■ Provided data:
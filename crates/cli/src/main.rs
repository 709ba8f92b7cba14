//! `schemasync` command line client.
//!
//! Boots a [`SyncClient`] against the configured backend and either streams its
//! state (`watch`) or runs one operation and exits.

use std::path::PathBuf;

use anyhow::{Context, bail};
use clap::{Parser, Subcommand};
use schemasync_loader::HttpApi;
use schemasync_runtime::{ClientConfig, InstanceEvent, SyncClient};
use schemasync_schema::InstanceId;
use serde_json::{Map, Value};
use tracing::info;

/// Schema sync client.
#[derive(Parser, Debug)]
#[command(name = "schemasync")]
#[command(about = "Keep a declarative UI schema in sync with its backend")]
struct Args {
	/// Config file (defaults to $SCHEMASYNC_CONFIG or the platform config dir)
	#[arg(short, long, value_name = "PATH", global = true)]
	config: Option<PathBuf>,

	/// Instance to open instead of the persisted one
	#[arg(short, long, value_name = "ID", global = true)]
	instance: Option<String>,

	/// Verbose logging
	#[arg(short, long, global = true)]
	verbose: bool,

	#[command(subcommand)]
	command: Command,
}

#[derive(Subcommand, Debug)]
enum Command {
	/// Open the instance and stream status and schema changes until Ctrl-C
	Watch,
	/// List instances known to the backend
	Instances,
	/// Print the schema of an instance
	Schema {
		/// Instance id
		id: String,
	},
	/// Print the server patch log of the active instance
	Patches,
	/// Re-apply a logged patch to the active instance
	Replay {
		/// Patch id
		id: u64,
	},
	/// Trigger an action on the active instance
	Action {
		/// Action id
		id: String,
		/// Params as a JSON object (defaults to the schema's state.params)
		#[arg(long, value_name = "JSON")]
		params: Option<String>,
	},
}

#[tokio::main]
async fn main() -> anyhow::Result<()> {
	let args = Args::parse();
	setup_tracing(args.verbose);

	let config = ClientConfig::load_or_default(args.config.as_deref()).context("loading config")?;
	let instance = args.instance.map(InstanceId::from);

	match args.command {
		Command::Instances => {
			let api = HttpApi::new(&config.http_base, config.fetch_timeout())?;
			for summary in api.list_instances().await? {
				let extra = Value::Object(summary.extra);
				println!("{}\t{}", summary.instance_id, extra);
			}
		}
		Command::Schema { id } => {
			let api = HttpApi::new(&config.http_base, config.fetch_timeout())?;
			let schema = api.fetch_schema(&InstanceId::from(id)).await?;
			println!("{}", serde_json::to_string_pretty(schema.as_value())?);
		}
		Command::Watch => watch(config, instance).await?,
		Command::Patches => {
			let client = boot(config, instance).await?;
			for record in client.patch_history().await? {
				println!("{}\t{}\t{}", record.id, record.timestamp, Value::Object(record.patch));
			}
			client.shutdown().await;
		}
		Command::Replay { id } => {
			let client = boot(config, instance).await?;
			let patch = client.replay_patch(id).await?;
			println!("{}", serde_json::to_string_pretty(&patch)?);
			client.shutdown().await;
		}
		Command::Action { id, params } => {
			let params = params.as_deref().map(parse_params).transpose()?;
			let client = boot(config, instance).await?;
			client.commands().wait_connected().await.context("command socket unavailable")?;
			let outcome = client.pipeline().action_click(&id, params, None).await?;
			if let Some(data) = &outcome.response.data {
				println!("{}", serde_json::to_string_pretty(data)?);
			}
			if let Some(target) = &outcome.navigated_to {
				println!("navigated to {target}");
			}
			client.shutdown().await;
		}
	}

	Ok(())
}

async fn boot(config: ClientConfig, instance: Option<InstanceId>) -> anyhow::Result<SyncClient> {
	let client = SyncClient::from_config(config)?;
	if client.start(instance).await?.is_none() {
		bail!("no instance to open: pass --instance or set default_instance");
	}
	Ok(client)
}

async fn watch(config: ClientConfig, instance: Option<InstanceId>) -> anyhow::Result<()> {
	let client = SyncClient::from_config(config)?;
	let mut events = client.pipeline().subscribe();
	let mut schemas = client.store().watch();
	if let Some(started) = client.start(instance).await? {
		info!(instance_id = %started, "watch.started");
	}
	print_schema(schemas.borrow_and_update().as_deref());

	loop {
		tokio::select! {
			_ = tokio::signal::ctrl_c() => break,
			event = events.recv() => match event {
				Ok(InstanceEvent::Switched { from, to }) => {
					println!("switch {} -> {to}", from.map(|id| id.to_string()).unwrap_or_else(|| "-".into()));
				}
				Ok(InstanceEvent::Ready { instance, stale }) => {
					println!("ready {instance}{}", if stale { " (stale)" } else { "" });
				}
				Ok(InstanceEvent::Failed { instance, message }) => println!("failed {instance}: {message}"),
				Err(tokio::sync::broadcast::error::RecvError::Lagged(skipped)) => {
					tracing::warn!(skipped, "watch.events_lagged");
				}
				Err(tokio::sync::broadcast::error::RecvError::Closed) => break,
			},
			changed = schemas.changed() => {
				if changed.is_err() {
					break;
				}
				print_schema(schemas.borrow_and_update().as_deref());
			}
		}
	}

	client.shutdown().await;
	Ok(())
}

fn print_schema(schema: Option<&schemasync_schema::Schema>) {
	let Some(schema) = schema else {
		println!("schema -");
		return;
	};
	let version = schema.get("meta.schemaVersion").cloned().unwrap_or(Value::Null);
	println!(
		"schema page={} version={} params={}",
		schema.page_key().unwrap_or("-"),
		version,
		Value::Object(schema.params())
	);
}

fn parse_params(text: &str) -> anyhow::Result<Map<String, Value>> {
	match serde_json::from_str(text).context("--params is not valid JSON")? {
		Value::Object(map) => Ok(map),
		other => bail!("--params must be a JSON object, got {other}"),
	}
}

fn setup_tracing(verbose: bool) {
	use std::fs::OpenOptions;

	use tracing_subscriber::EnvFilter;
	use tracing_subscriber::prelude::*;

	let filter = || {
		EnvFilter::try_from_default_env().unwrap_or_else(|_| {
			if verbose {
				EnvFilter::new("schemasync=debug,info")
			} else {
				EnvFilter::new("warn")
			}
		})
	};

	// SCHEMASYNC_LOG_DIR keeps logs off the terminal the output goes to.
	if let Some(log_dir) = std::env::var("SCHEMASYNC_LOG_DIR").ok().map(PathBuf::from)
		&& std::fs::create_dir_all(&log_dir).is_ok()
	{
		let log_path = log_dir.join(format!("schemasync.{}.log", std::process::id()));
		if let Ok(file) = OpenOptions::new().create(true).append(true).open(&log_path) {
			let file_layer = tracing_subscriber::fmt::layer()
				.with_writer(file)
				.with_ansi(false)
				.with_target(true);
			tracing_subscriber::registry().with(filter()).with(file_layer).init();
			tracing::info!(path = ?log_path, "tracing initialized");
			return;
		}
	}

	tracing_subscriber::fmt()
		.with_env_filter(filter())
		.with_writer(std::io::stderr)
		.init();
}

■ What to work on: For each line above that carries the word "break", copy it out.

■ Answer to the problem:
			_ = tokio::signal::ctrl_c() => break,
				Err(tokio::sync::broadcast::error::RecvError::Closed) => break,
					break;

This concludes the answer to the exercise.